Framing our race conversations in light of the Gospel

Views 45 | Time to read: 3 minutes | Uploaded: 3 - 27 - 2019 | By: Lucas Vieira


Lucas Vieira
Guest Writer

In the last edition of the Horizon, something I said in an interview about #WestmontWhiteJesus was isolated outside of the full context of my comments, and because of that I felt they were misused and therefore misunderstood. The conversation surrounding race at Westmont is a vastly important one, and I hope to provide some personal thoughts and clarity on how a follower of Christ should approach the discussion in general.

First, may we as a community of Christ-followers seek to always live with self-sacrificial love. This challenges us to consider others before ourselves. I’m consistently heartbroken by our inability to seek to understand one another for the sake of loving one another. We are often far more concerned with our own desires and rights than our concern for those around us. Thank God that Jesus didn’t take that approach.

Second, may our desire for justice always flow from the Gospel and toward the Gospel. I’ve become concerned that some of our initiatives for justice can stem from societal ideologies that aren’t initially motivated by the Gospel of Jesus Christ. When we start to act for the sake of a political agenda instead of our love for Jesus and those around us, our initiatives will inevitably fall short. May we passionately pursue justice because of our commitment to the Kingdom of God.

Third, may we seek to have conversations and not just make comments. Let’s not just speak to be heard. Let’s listen in order to love. We need to seek understanding first and seek change second.
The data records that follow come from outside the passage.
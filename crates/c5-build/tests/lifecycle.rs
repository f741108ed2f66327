//! End-to-end build lifecycle over the HTML fixtures.

use c5_build::{BuildState, DocumentStatus, MemorySink, OutputSink, ThemeBuild};
use c5_codegen::{PAGE_PREAMBLE, THEME_FILE_NAME, render, with_preamble};
use c5_config::BuildConfig;
use pretty_assertions::assert_eq;

const INDEX: &str = include_str!("fixtures/index.html");
const ABOUT: &str = include_str!("fixtures/about.html");
const BROKEN: &str = include_str!("fixtures/broken.html");
const LAYOUT_OPEN: &str = include_str!("fixtures/layout_open.html");
const LAYOUT_CLOSE: &str = include_str!("fixtures/layout_close.html");

const HEADER_INCLUDE: &str = "<?php $view->inc('elements/header.php'); ?>";
const LAYOUT_INCLUDE: &str = "<?php $view->inc('elements/layout.php'); ?>";

/// Drive a whole build the way a build tool would: register each HTML
/// artifact, hand it over, finalize it, then complete the build.
fn run(config: BuildConfig, documents: &[(&str, &str)]) -> MemorySink {
    let mut build = ThemeBuild::new(config).unwrap();
    let mut sink = MemorySink::new();
    for (name, html) in documents {
        sink.register_output(name, (*html).to_string());
        build.document_ready(name, html, &mut sink);
        build.document_finalized(name, &mut sink);
    }
    build.build_complete(&mut sink);
    sink
}

fn names(sink: &MemorySink) -> Vec<&str> {
    sink.names().collect()
}

#[test]
fn keeps_html_and_aliases_default_page() {
    let sink = run(
        BuildConfig::default(),
        &[("index.html", INDEX), ("about.html", ABOUT)],
    );

    assert_eq!(
        names(&sink),
        vec![
            "about.html",
            "about.php",
            "default.php",
            "elements/header.php",
            "index.html",
            "index.php",
            "page_theme.php",
        ]
    );
    assert!(sink.diagnostics().is_empty());
    assert_eq!(sink.get("index.html"), Some(INDEX));
    assert_eq!(sink.get("default.php"), sink.get("index.php"));

    let index = sink.get("index.php").unwrap();
    assert!(index.starts_with(PAGE_PREAMBLE));
    assert!(index.contains(HEADER_INCLUDE));
    assert!(index.contains("$area->enableGridContainer();"));
    assert!(!index.contains("c5-area"));
    assert!(!index.contains("C5 Begin"));
    assert!(!index.contains("C5 End"));

    let about = sink.get("about.php").unwrap();
    assert!(about.contains(HEADER_INCLUDE));
    assert!(about.contains("$area = new  \\Concrete\\Core\\Area\\Area('About');\n$area->disableControls();"));
}

#[test]
fn shared_fragment_is_emitted_once() {
    let sink = run(
        BuildConfig::default(),
        &[("index.html", INDEX), ("about.html", ABOUT)],
    );

    let header = sink.get("elements/header.php").unwrap();
    assert_eq!(
        header,
        with_preamble(
            "\n<header><?php \n$area = new \\Concrete\\Core\\Area\\GlobalArea('Logo');\n$area->display($c);\n?></header>\n"
        )
    );
}

#[test]
fn theme_file_matches_renderer() {
    let config = BuildConfig {
        description: Some("Fixture theme".to_string()),
        ..BuildConfig::from_display_name("Fixture Theme")
    };
    let expected = render(&config.theme_options()).unwrap();

    let sink = run(config, &[("about.html", ABOUT)]);
    assert_eq!(sink.get(THEME_FILE_NAME), Some(expected.as_str()));
}

#[test]
fn delete_source_html_keeps_only_php() {
    let config = BuildConfig {
        delete_source_html: true,
        ..BuildConfig::default()
    };
    let sink = run(config, &[("index.html", INDEX), ("about.html", ABOUT)]);

    assert_eq!(
        names(&sink),
        vec![
            "about.php",
            "default.php",
            "elements/header.php",
            "page_theme.php",
        ]
    );
}

#[test]
fn delete_source_html_renames_processed_document() {
    let config = BuildConfig {
        delete_source_html: true,
        ..BuildConfig::default()
    };
    let mut build = ThemeBuild::new(config).unwrap();
    let mut sink = MemorySink::new();

    let index = build.document_ready("Index.html", INDEX, &mut sink);
    let about = build.document_ready("About.html", ABOUT, &mut sink);

    assert_eq!(index.name, "default.php");
    assert_eq!(about.name, "about.php");
    assert_eq!(sink.get("about.php"), Some(about.html.as_str()));
}

#[test]
fn skipped_primary_page_registers_nothing() {
    let config = BuildConfig {
        skip_primary_page: true,
        ..BuildConfig::default()
    };
    let mut build = ThemeBuild::new(config).unwrap();
    let mut sink = MemorySink::new();
    sink.register_output("INDEX.html", INDEX.to_string());

    let processed = build.document_ready("INDEX.html", INDEX, &mut sink);
    assert_eq!(processed.html, INDEX);
    assert_eq!(build.status("INDEX.html"), Some(DocumentStatus::Skipped));
    assert_eq!(names(&sink), vec!["INDEX.html"]);

    build.document_finalized("INDEX.html", &mut sink);
    build.document_ready("about.html", ABOUT, &mut sink);
    build.build_complete(&mut sink);

    assert_eq!(
        names(&sink),
        vec!["about.php", "elements/header.php", "page_theme.php"]
    );
}

#[test]
fn failing_document_passes_through_and_build_continues() {
    let sink = run(
        BuildConfig::default(),
        &[("broken.html", BROKEN), ("about.html", ABOUT)],
    );

    assert_eq!(sink.diagnostics().len(), 1);
    assert_eq!(sink.diagnostics()[0].document, "broken.html");
    assert_eq!(
        sink.diagnostics()[0].message,
        "Invalid Element - No Start Tag : Footer"
    );
    assert_eq!(sink.get("broken.html"), Some(BROKEN));
    assert!(!sink.contains("broken.php"));
    assert!(sink.contains("about.php"));
    assert!(sink.contains(THEME_FILE_NAME));
}

#[test]
fn fragment_spanning_two_documents() {
    let mut build = ThemeBuild::new(BuildConfig::default()).unwrap();
    let mut sink = MemorySink::new();

    build.document_ready("a.html", LAYOUT_OPEN, &mut sink);
    assert_eq!(build.status("a.html"), Some(DocumentStatus::Deferred));
    assert!(!sink.contains("a.php"));

    build.document_ready("b.html", LAYOUT_CLOSE, &mut sink);
    assert_eq!(
        sink.get("elements/layout.php"),
        Some(with_preamble("<div>top</div>\n<p>bottom</p>").as_str())
    );
    assert_eq!(
        sink.get("b.php"),
        Some(with_preamble(&format!("{LAYOUT_INCLUDE}</body>\n")).as_str())
    );

    build.build_complete(&mut sink);
    assert_eq!(
        sink.get("a.php"),
        Some(with_preamble(&format!("<body>{LAYOUT_INCLUDE}")).as_str())
    );
    assert!(sink.diagnostics().is_empty());
    assert_eq!(build.state(), BuildState::Done);
}

#[test]
fn fragment_never_closed_is_reported_at_completion() {
    let sink = run(BuildConfig::default(), &[("a.html", LAYOUT_OPEN)]);

    assert_eq!(sink.diagnostics().len(), 1);
    assert_eq!(
        sink.diagnostics()[0].message,
        "Invalid Element - No End Tag : Layout"
    );
    assert!(!sink.contains("a.php"));
    assert!(!sink.contains("elements/layout.php"));
    assert_eq!(sink.get("a.html"), Some(LAYOUT_OPEN));
}

#[test]
fn reprocessing_a_document_is_idempotent() {
    let mut build = ThemeBuild::new(BuildConfig::default()).unwrap();
    let mut once = MemorySink::new();
    build.document_ready("about.html", ABOUT, &mut once);

    let mut twice = MemorySink::new();
    build.document_ready("about.html", ABOUT, &mut twice);

    // The second pass only re-emits the page; fragment and theme are done.
    assert_eq!(names(&twice), vec!["about.php"]);
    assert_eq!(twice.get("about.php"), once.get("about.php"));
}

#[test]
fn new_build_starts_after_completion() {
    let mut build = ThemeBuild::new(BuildConfig::default()).unwrap();
    let mut first = MemorySink::new();
    build.document_ready("about.html", ABOUT, &mut first);
    build.build_complete(&mut first);

    let mut second = MemorySink::new();
    build.document_ready("about.html", ABOUT, &mut second);
    assert_eq!(build.state(), BuildState::Collecting);
    assert_eq!(first.outputs(), second.outputs());
}

#[test]
fn deferred_document_renders_before_label_is_reused() {
    let mut build = ThemeBuild::new(BuildConfig::default()).unwrap();
    let mut sink = MemorySink::new();
    let include = "<?php $view->inc('elements/h.php'); ?>";

    build.document_ready("a.html", "<body><!--C5 Begin H-->top", &mut sink);
    build.document_ready("b.html", "bot<!--C5 End H--></body>", &mut sink);
    assert_eq!(build.status("a.html"), Some(DocumentStatus::Transformed));
    assert_eq!(
        sink.get("elements/h.php"),
        Some(with_preamble("topbot").as_str())
    );

    build.document_ready("c.html", "<!--C5 Begin H-->other<!--C5 End H-->", &mut sink);
    build.build_complete(&mut sink);

    assert!(sink.diagnostics().is_empty());
    assert_eq!(
        sink.get("a.php"),
        Some(with_preamble(&format!("<body>{include}")).as_str())
    );
    assert_eq!(
        sink.get("b.php"),
        Some(with_preamble(&format!("{include}</body>")).as_str())
    );
    assert_eq!(sink.get("c.php"), Some(with_preamble(include).as_str()));
    for page in ["a.php", "b.php", "c.php"] {
        let text = sink.get(page).unwrap();
        assert!(!text.contains("C5 Begin") && !text.contains("C5 End"), "{page}");
    }
}

#[test]
fn deferred_document_html_is_removed_once_rendered() {
    let config = BuildConfig {
        delete_source_html: true,
        ..BuildConfig::default()
    };
    let sink = run(
        config,
        &[("a.html", LAYOUT_OPEN), ("b.html", LAYOUT_CLOSE)],
    );

    assert_eq!(
        names(&sink),
        vec!["a.php", "b.php", "elements/layout.php", "page_theme.php"]
    );
}

#[test]
fn pages_and_fragments_share_one_preamble() {
    let keep = run(
        BuildConfig::default(),
        &[("index.html", INDEX), ("about.html", ABOUT)],
    );
    let delete = run(
        BuildConfig {
            delete_source_html: true,
            ..BuildConfig::default()
        },
        &[("index.html", INDEX), ("about.html", ABOUT)],
    );

    for (sink, page) in [
        (&keep, "index.php"),
        (&keep, "about.php"),
        (&keep, "elements/header.php"),
        (&delete, "default.php"),
        (&delete, "about.php"),
        (&delete, "elements/header.php"),
    ] {
        let text = sink.get(page).unwrap();
        assert!(text.starts_with(PAGE_PREAMBLE), "{page}");
        assert!(text.contains("PageView $view */"), "{page}");
        assert!(!text.contains("PageView  $view"), "{page}");
    }
}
If we attempt to bring change without seeking understanding, we end up ignoring voices and harming others.

Fourth, may we see ourselves as a family of believers united by the Spirit of God instead of groups who see one another as the “other.” We are family. Yes, it is a broken family, but a family nonetheless. Don’t see those who are in Christ as in opposition to you. Jesus tells us, “Every kingdom divided against itself is laid waste.” Choose to see one another as one family, and then strive for change within that mindset.

Lastly, may we constantly ask ourselves, “What can I lay down in order to love my brother or sister in Christ?” All of us need to sacrifice different things for the sake of love. Love requires us to empty ourselves like Christ and to exalt those around us.

In light of this, my answer to the question, “Do we replace the stained glass window?”, is that I’m not sure. I’m really not sure. But if we as a diverse community of Christ-followers try our hardest to begin our discussions with the mindset, “How can I love my brother or sister well in light of the Gospel?”, then I think the conversations that follow will be more fruitful than we could have ever imagined.